I know that our relationship has been anything but easy at times. The distance proved to be difficult, and I hold many memories of overwhelming sobs racking my frame as I missed him, though naive to his presence. (After the first time we met in person in December, I slept with the pillow he used for a week after he had left, absorbing the faint scent of him).
And then there is the fact that we are two redeemed sinners, saved by the grace provided by Christ. We’ve had our arguments, our disagreements, our silly disputes. Many times either of us has had to remind the other that we are, in fact, on each others team and side. We are for one another, because we are firstly and most importantly, united in Christ: heirs of grace.
Every day I do grow in love for Chris. I think I can speak for the both of us and say that we are not ignorant to the fact that we will let each other down. We’ve done so in the past more than once. And we are not blind to each others flaws, weaknesses, habits that irritate one to another. However, we are neither blind to the Cross. It can be so difficult to keep it firmly erected center in relationships (this is not limited to a spouse, fiance, or partner – it can extend to family members, friends, acquaintances). But it is what we are called to do, commanded to do. And the reality of this is when we do keep our relationship built around Him, peace, love, unity, goodness flows. The relationship bears the fruit of righteousness.

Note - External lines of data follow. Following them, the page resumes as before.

//! Application state behind the week view.
//!
//! The UI turns raw input into [`Command`]s and reacts to the returned
//! [`PlannerEvent`]s. All gesture handling runs to completion inside
//! [`Planner::handle`], so there is never more than one session in flight.

use chrono::{NaiveDate, NaiveDateTime};
use std::time::{Duration, Instant};

use super::commit::{self, ClickGuard, DEFAULT_CLICK_DEBOUNCE};
use super::pointer::{self, GridRect};
use super::rows::{self, WeekLayout};
use super::session::{DragMode, DragPayload, DragSession, Gesture, Release};
use crate::model::{Interval, Task, TaskBoard, TaskFilter, TaskId, Week, DAYS_IN_WEEK};

#[derive(Debug, Clone, Copy, PartialEq)]
pub enum Command {
    PointerDown(DragPayload),
    PointerMove { grid: Option<GridRect>, x: f32 },
    PointerUp,
    /// Pointer capture lost or pointer left the window; ends the gesture like
    /// a release.
    PointerLost,
    Delete(TaskId),
    NextWeek,
    PrevWeek,
    GoTo(NaiveDate),
}

#[derive(Debug, Clone, Copy, PartialEq, Eq)]
pub enum PlannerEvent {
    Committed {
        id: TaskId,
        start: NaiveDateTime,
        end: NaiveDateTime,
    },
    EditRequested(TaskId),
    DeleteRequested(TaskId),
    EmptyCellClicked { day: NaiveDate, hour: u32 },
    WeekChanged(Week),
}

#[derive(Debug)]
pub struct Planner {
    board: TaskBoard,
    week: Week,
    pub filter: TaskFilter,
    gesture: Gesture,
    click_guard: ClickGuard,
    debounce: Duration,
}

impl Planner {
    pub fn new(board: TaskBoard, week: Week) -> Self {
        Self {
            board,
            week,
            filter: TaskFilter::default(),
            gesture: Gesture::Idle,
            click_guard: ClickGuard::default(),
            debounce: DEFAULT_CLICK_DEBOUNCE,
        }
    }

    pub fn with_debounce(mut self, debounce: Duration) -> Self {
        self.debounce = debounce;
        self
    }

    pub fn board(&self) -> &TaskBoard {
        &self.board
    }

    pub fn week(&self) -> Week {
        self.week
    }

    /// Filtered tasks visible this week, in collection order.
    pub fn visible_tasks(&self) -> Vec<Task> {
        self.board.tasks_in_week(&self.week, &self.filter)
    }

    /// Row layout for this render pass.
    pub fn layout(&self) -> (Vec<Task>, WeekLayout) {
        let tasks = self.visible_tasks();
        let layout = rows::layout_week(&tasks, &self.week);
        (tasks, layout)
    }

    pub fn active_session(&self) -> Option<&DragSession> {
        self.gesture.session()
    }

    /// Preview for `id` if it is the task being dragged and has moved.
    pub fn preview_for(&self, id: TaskId) -> Option<Interval> {
        self.gesture
            .session()
            .filter(|s| s.task_id == id)
            .and_then(DragSession::preview)
    }

    /// True between a pointer down and its release, for tasks and empty cells alike.
    pub fn is_tracking(&self) -> bool {
        !self.gesture.is_idle()
    }

    /// True while a recent drag release still swallows clicks.
    pub fn suppressing_clicks(&self, now: Instant) -> bool {
        self.click_guard.is_armed(now)
    }

    pub fn handle(&mut self, command: Command, now: Instant) -> Vec<PlannerEvent> {
        match command {
            Command::PointerDown(payload) => {
                self.pointer_down(payload);
                Vec::new()
            }
            Command::PointerMove { grid, x } => {
                let day = pointer::day_at(grid, x, DAYS_IN_WEEK);
                self.gesture.pointer_move(day, &self.week);
                Vec::new()
            }
            Command::PointerUp | Command::PointerLost => self.pointer_up(now),
            Command::Delete(id) => {
                if self.board.get(id).is_some() {
                    vec![PlannerEvent::DeleteRequested(id)]
                } else {
                    Vec::new()
                }
            }
            Command::NextWeek => self.set_week(self.week.next()),
            Command::PrevWeek => self.set_week(self.week.prev()),
            Command::GoTo(day) => self.set_week(Week::containing(day)),
        }
    }

    fn pointer_down(&mut self, payload: DragPayload) {
        if !self.gesture.is_idle() {
            tracing::debug!(?payload, "pointer down while a gesture is active, ignored");
            return;
        }
        self.gesture = match payload {
            DragPayload::Task { id, grip } => match self.board.get(id) {
                Some(task) => {
                    tracing::debug!(task = %id, ?grip, "gesture started");
                    Gesture::begin_drag(task, grip, &self.week)
                }
                None => {
                    tracing::debug!(task = %id, "pointer down on unknown task");
                    Gesture::Idle
                }
            },
            DragPayload::TimeSlot { day, hour } => Gesture::begin_slot(day, hour),
        };
    }

    fn pointer_up(&mut self, now: Instant) -> Vec<PlannerEvent> {
        match self.gesture.release() {
            Release::Nothing => Vec::new(),
            Release::Commit { id, interval, mode } => {
                self.click_guard.arm(now, self.debounce);
                match commit::commit(&mut self.board, id, interval.start, interval.end) {
                    Ok(applied) => {
                        tracing::info!(
                            task = %id,
                            kind = mode_label(mode),
                            start = %applied.start,
                            end = %applied.end,
                            "gesture committed"
                        );
                        vec![PlannerEvent::Committed {
                            id,
                            start: applied.start,
                            end: applied.end,
                        }]
                    }
                    Err(err) => {
                        tracing::debug!(task = %id, %err, "gesture discarded");
                        Vec::new()
                    }
                }
            }
            Release::Dragged => {
                self.click_guard.arm(now, self.debounce);
                Vec::new()
            }
            // Only task gestures leave a trailing click to swallow.
            Release::SlotDragged => Vec::new(),
            Release::TaskClick(id) => {
                if self.click_guard.allows_click(now) {
                    vec![PlannerEvent::EditRequested(id)]
                } else {
                    tracing::debug!(task = %id, "click suppressed after drag");
                    Vec::new()
                }
            }
            Release::SlotClick { day, hour } => {
                if self.click_guard.allows_click(now) {
                    vec![PlannerEvent::EmptyCellClicked { day, hour }]
                } else {
                    Vec::new()
                }
            }
        }
    }

    fn set_week(&mut self, week: Week) -> Vec<PlannerEvent> {
        if week == self.week {
            return Vec::new();
        }
        self.week = week;
        vec![PlannerEvent::WeekChanged(week)]
    }

    // ── Collection edits from the form and sidebar ──────────────────

    pub fn add_task(&mut self, task: Task) {
        tracing::info!(task = %task.id, title = %task.title, "task added");
        self.board.add(task);
    }

    pub fn update_task(&mut self, task: Task) -> bool {
        let id = task.id;
        let replaced = self.board.replace(task);
        if replaced {
            tracing::info!(task = %id, "task updated");
        }
        replaced
    }

    pub fn delete_task(&mut self, id: TaskId) -> Option<Task> {
        let removed = self.board.remove(id);
        if removed.is_some() {
            tracing::info!(task = %id, "task deleted");
        }
        removed
    }

    pub fn toggle_completed(&mut self, id: TaskId) {
        if let Some(mut task) = self.board.get(id).cloned() {
            task.completed = !task.completed;
            self.board.replace(task);
        }
    }
}

fn mode_label(mode: DragMode) -> &'static str {
    match mode {
        DragMode::Move => "move",
        DragMode::ResizeStart => "resize-start",
        DragMode::ResizeEnd => "resize-end",
    }
}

When Jesus said that, “Truly… unless a grain of wheat falls into the earth and dies, it remains alone; but if it dies, it bears much fruit,” (John 12:24) He was clearly not specifically addressing relationships of the romantic kind. Yet, such a verse can ripple into effect within relationships. When we listen to the call of Christ, which is the death to self, and the life of Christ, our relationships bear much fruit. When we deny self, and choose to serve the other as Christ served His Bride, fruit is produced; even when it goes ignored or unappreciated, something wonderfully beautiful happens – the nature of the Cross, and the following of true Christlike servanthood are displayed for others to see.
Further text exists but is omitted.